With a tent in the lounge room and camping utensils scattered throughout the kitchen, it's hard not to get into some sort of camping spirit..albeit, a very luxurious camping spirit, what with sleeping in my own comfy bed and having all the conveniences of home. A campfire was in definately in order. For the sole purpose of toasting marshmallows, you see.

But then it morphed into a dinner thing... in which we decided to cook the sausages on the fire as well..oh, and some potatoes wrapped in foil and baked in the ashes...and while we're at it, why not throw on a few corn cobs from the garden as well? ....And you know what would be a really great idea? Baking some bananas in brown sugar and butter and making a cakey-puddingy thing in a 'billy'.

Of course. Why not. It is 'embrace camping spirit day', after all.

There is nothing like a little bit of leftover reo-mesh propped up on some (precariously balanced) bricks for an impromptu barbeque. I like this little set up. It appeals to my (rustic) nature. The firewood is of course free, harvested from fallen branches on our property.


Culinary pleasures still abound when cooking on a primitive set up, such as this one

The meal was a hit. The puddingy-cakey thing turned out surprisingly well - much better than expected. The caramel bananas were good...really good. To be honest, it's just nice to eat outside...around a fire. It's not something we do very often and the little campers were very happy with the afternoon's events.

A shovel-full of coals transferred to one of our fuel heaps by the husband ignited this blaze. The roaring bonfire is made up of the long, thin bark that falls from our gum trees every summer....without fail. It was nice to say goodbye to this pile for another year.


First bonfire of the season

There are three more piles on our property just like this one, awaiting their time to burn.

Monday, March 29, 2010

Roasted tomato soup with cheese & herb scones

We are coming to the end of our tomatoes and while not exactly a glut, we still have an excess amount at our disposal.

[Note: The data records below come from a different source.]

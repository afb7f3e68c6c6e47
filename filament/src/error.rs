//! Error types for taper synthesis and layout generation.

use std::sync::Arc;

use crate::table::TableError;

/// A result type returning filament errors.
pub type Result<T, E = Error> = std::result::Result<T, E>;

/// The error type for taper synthesis and layout generation.
///
/// Synthesis never substitutes defaults or clips geometry: any input or
/// intermediate state that cannot be honored exactly surfaces here.
#[derive(thiserror::Error, Debug, Clone)]
pub enum Error {
    /// A design parameter is malformed or out of range.
    #[error("invalid input: {0}")]
    InputValidation(String),
    /// A numerical routine failed to converge.
    #[error("convergence failure: {0}")]
    Convergence(#[from] specfun::Error),
    /// The requested geometry cannot fit the given layout constraints.
    #[error("layout infeasible: {0}")]
    LayoutInfeasible(String),
    /// An interpolation request landed outside the tabulated range.
    #[error("{quantity} {requested} outside tabulated range [{lo}, {hi}]")]
    TableRange {
        /// The quantity being looked up.
        quantity: &'static str,
        /// The requested sample point.
        requested: f64,
        /// Lower end of the tabulated range.
        lo: f64,
        /// Upper end of the tabulated range.
        hi: f64,
    },
    /// A malformed or inconsistent table file.
    #[error(transparent)]
    Table(#[from] TableError),
    /// An I/O error.
    #[error("I/O error: {0}")]
    Io(#[from] Arc<std::io::Error>),
    /// An internal filament error that indicates a bug in the source code.
    #[error("internal filament error")]
    Internal,
}

impl From<std::io::Error> for Error {
    fn from(value: std::io::Error) -> Self {
        Self::Io(Arc::new(value))
    }
}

These tomatoes had been staring at me from their basket in the kitchen for the better part of a week and it was time to use them up.

Firstly, I filled a baking dish with assorted tomatoes and drizzled olive oil over them. One small chilli and 3 garlic cloves were added to the dish.


They were then roasted in a 200c oven for about 30 minutes - until the skins were starting to blister and the juices were running freely.


Then they were transferred to a pot and blended with a stick blender until completely smooth. The garlic was squeezed out from their skins and blended into the mix as well. One tablespoon of tomato paste and one chicken stock cube were added, along with a tablespoon of sugar and some salt and pepper to taste. Water was added until it reached the consistancy I was after. The soup could be sieved now to remove the seeds but I didn't bother. Perhaps I'll do that next time...they were a little annoying.

The soup was then heated until boiling, and served up. Herbs could also be added now, although seeing as we were getting our 'herbage' from the scones, I just left it the way it was.

Homegrown Roasted Tomato Soup with (a good dollop of) Persian Feta

We enjoyed the soup with herb scones which were quick and easy to make:

2 1/2 cups Self-raising flour
75g butter
a generous handfull of fresh garden herbs (eg. thyme, parsley, chives etc), chopped
a pinch of salt
3/4 cup grated tasty cheese
250ml milk

Rub the butter into the flour with your fingertips until the mixture resembles fine breadcrumbs. Add the chopped herbs, cheese and salt, stir well. Add the milk and using a flat bladed knife, stir until the dough comes together. Once the mixture is combined, tip it out onto a floured surface and pat down until the dough is about 3-4cm thick. Cut out scones with a 5-6cm scone cutter. Place on a lightly greased oven tray, slightly apart.

Bake in a hot oven (200c) for 15-20 minutes, or until well risen and golden.

Serve warm with lots of butter and homemade soup.

Sunday, March 28, 2010

Autumn rearranging time in the garden

It was a busy day in the garden today with lots of rearranging going on. For the last 2 years I have had 3 citrus trees in pots (lemon, orange and kaffir lime), which haven't been going so well lately. They lost a lot of leaves over summer and were quite rootbound. Time to let their roots be released into the earth. There is something about autumn that always inspires me to rip out old plants and shift things around. Today it was this little spot, with a box hedge that served absolutely no purpose at all. A remnant of the previous owner. Yes, today this lone, little box hedge ceased to exist.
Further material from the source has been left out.